------ Data extracts ------

use tracing::debug;

use super::CompanionController;
use crate::config::ControllerConfig;
use crate::env::{CompanionEnv, MovementKind, UnitInfo};
use crate::error::report;
use crate::packet::PartyMemberStats;
use crate::state::{Companion, EntityId, FollowError, NpcFlags, UnitStateFlags};

impl CompanionController {
    /// Starts following `leader`, optionally switching to `faction`.
    ///
    /// Rejected while already following. A scripted waypoint path is
    /// cancelled first.
    pub fn start_follow(
        &mut self,
        companion: &mut Companion,
        leader: EntityId,
        faction: Option<u32>,
        env: &mut CompanionEnv<'_>,
    ) -> Result<(), FollowError> {
        if self.follow.in_progress() {
            let err = FollowError::AlreadyFollowing;
            report(companion.id, &err);
            return Err(err);
        }
        if env.world().unit(leader).is_none() {
            let err = FollowError::LeaderNotFound(leader);
            report(companion.id, &err);
            return Err(err);
        }

        self.leader = Some(leader);
        if let Some(faction) = faction.filter(|&faction| faction != 0) {
            companion.faction = faction;
        }

        if env.movement().current_kind(companion.id) == MovementKind::Waypoint {
            env.movement().clear(companion.id);
            debug!(companion = %companion.id, "waypoint path cancelled for follow");
        }

        companion.npc_flags = NpcFlags::empty();
        self.follow.begin()?;
        self.follow_leader(companion, leader, env);
        debug!(companion = %companion.id, %leader, "start follow");
        Ok(())
    }

    /// Stops following: movement halts and the state becomes `COMPLETE`.
    pub fn set_follow_complete(&mut self, companion: &mut Companion, env: &mut CompanionEnv<'_>) {
        companion.unit_state.remove(UnitStateFlags::FOLLOW);
        env.movement().stop(companion.id);
        env.movement().clear(companion.id);
        self.follow.complete();
    }

    pub fn pause(&mut self) {
        self.follow.set_paused(true);
    }

    pub fn resume(&mut self) {
        self.follow.set_paused(false);
    }

    /// Arrival at a movement point.
    pub fn movement_inform(
        &mut self,
        companion: &mut Companion,
        kind: MovementKind,
        point_id: u32,
        env: &mut CompanionEnv<'_>,
    ) {
        if kind != MovementKind::Point || point_id != ControllerConfig::POINT_COMBAT_START {
            return;
        }

        if self.leader_for_follower(companion, env).is_some() {
            if !self.follow.is_paused() {
                self.follow.mark_returning();
            }
        } else {
            debug!(companion = %companion.id, "no leader after combat, stop follow");
            self.follow.complete();
        }
    }

    /// Resolves the leader to follow.
    ///
    /// A dead leader hands over to the first living player of its group
    /// within range, which becomes the stored leader.
    pub fn leader_for_follower(
        &mut self,
        companion: &Companion,
        env: &CompanionEnv<'_>,
    ) -> Option<UnitInfo> {
        let world = env.world();
        let leader = world.unit(self.leader?)?;
        if leader.alive {
            return Some(leader);
        }

        let range = self.config.max_leader_distance;
        let successor = world
            .group_members(leader.group?)
            .into_iter()
            .filter(|&id| id != companion.id)
            .filter_map(|id| world.unit(id))
            .find(|member| {
                member.is_player && member.alive && member.is_within(&companion.position, range)
            })?;

        debug!(
            companion = %companion.id,
            from = %leader.id,
            to = %successor.id,
            "leader died, following group member"
        );
        self.leader = Some(successor.id);
        Some(successor)
    }

    /// Periodic follower check.
    pub(super) fn update_follower(
        &mut self,
        companion: &mut Companion,
        elapsed_ms: u32,
        env: &mut CompanionEnv<'_>,
    ) {
        if self.follow.in_progress() && companion.victim.is_none() {
            if self.follower_timer_ms > elapsed_ms {
                self.follower_timer_ms -= elapsed_ms;
                return;
            }
            self.follower_timer_ms = self.config.follower_check_interval_ms;

            if let Some(leader) = self.leader_for_follower(companion, env) {
                if self.follow.clear_returning() {
                    debug!(companion = %companion.id, leader = %leader.id, "returning to leader");
                    self.follow_leader(companion, leader.id, env);
                    return;
                }
                if self.group_in_range(companion, &leader, env) {
                    return;
                }
            }

            report(companion.id, &FollowError::LeaderOutOfReach);
            self.dismiss(companion, env);
        } else if self.follow.is_complete() {
            debug!(companion = %companion.id, "follow complete, dismissing");
            self.dismiss(companion, env);
        }
    }

    /// True if the leader, or any player in the leader's group, is in range.
    fn group_in_range(
        &self,
        companion: &Companion,
        leader: &UnitInfo,
        env: &CompanionEnv<'_>,
    ) -> bool {
        let range = self.config.max_leader_distance;
        let Some(group) = leader.group else {
            return leader.is_within(&companion.position, range);
        };

        let world = env.world();
        world
            .group_members(group)
            .into_iter()
            .filter(|&id| id != companion.id)
            .filter_map(|id| world.unit(id))
            .any(|member| member.is_player && member.is_within(&companion.position, range))
    }

    fn follow_leader(
        &mut self,
        companion: &mut Companion,
        leader: EntityId,
        env: &mut CompanionEnv<'_>,
    ) {
        companion.unit_state.insert(UnitStateFlags::FOLLOW);
        env.movement().move_follow(
            companion.id,
            leader,
            self.config.follow_distance,
            self.config.follow_angle,
        );
    }

    /// Releases the companion. Only the first call has any effect.
    pub fn dismiss(&mut self, companion: &mut Companion, env: &mut CompanionEnv<'_>) -> bool {
        if self.dismissed {
            return false;
        }
        self.dismissed = true;

        self.set_follow_complete(companion, env);
        if !env.registry().dismiss(companion) {
            debug!(companion = %companion.id, "dismissed companion was not registered");
        }
        self.owner = None;
        debug!(companion = %companion.id, "dismissed");
        true
    }

    pub fn just_died(&mut self, companion: &mut Companion, env: &mut CompanionEnv<'_>) {
        if !self.follow.in_progress() || self.leader.is_none() {
            return;
        }

        if let Some(owner) = self.owner {
            let group = env.world().unit(owner).and_then(|unit| unit.group);
            if let Some(group) = group {
                if env.world().group_members(group).contains(&companion.id) {
                    env.broadcast().send_group_update(group);
                }
            }
        }
        self.dismiss(companion, env);
    }

    pub fn just_respawned(&mut self, companion: &mut Companion, env: &mut CompanionEnv<'_>) {
        self.follow.reset();
        self.combat_movement = true;
        self.combat_start = None;
        self.dismissed = false;
        companion.faction = companion.template.faction;
        env.combat().reset(companion);
    }

    /// Sends the member stats packet to the players in the owner's group.
    ///
    /// Returns the number of recipients.
    pub(super) fn broadcast_status(
        &self,
        companion: &Companion,
        env: &mut CompanionEnv<'_>,
    ) -> usize {
        if !companion.in_world {
            return 0;
        }
        let Some(group) = self
            .owner
            .and_then(|owner| env.world().unit(owner))
            .and_then(|owner| owner.group)
        else {
            return 0;
        };
        let members = env.world().group_members(group);
        if !members.contains(&companion.id) {
            return 0;
        }

        let world = env.world();
        let recipients: Vec<EntityId> = members
            .into_iter()
            .filter(|&id| id != companion.id)
            .filter(|&id| world.unit(id).is_some_and(|unit| unit.is_player))
            .collect();

        let stats = PartyMemberStats::from_companion(companion);
        for &member in &recipients {
            env.broadcast().send_member_stats(member, &stats);
        }
        recipients.len()
    }
}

------

* [Your goal] Above are the records; from them, give again exactly the lines from the one containing "env.broadcast().send_group_update(group);" through the one containing "companion.faction = companion.template.faction;", both included.

* [Answer below]
                    env.broadcast().send_group_update(group);
                }
            }
        }
        self.dismiss(companion, env);
    }

    pub fn just_respawned(&mut self, companion: &mut Companion, env: &mut CompanionEnv<'_>) {
        self.follow.reset();
        self.combat_movement = true;
        self.combat_start = None;
        self.dismissed = false;
        companion.faction = companion.template.faction;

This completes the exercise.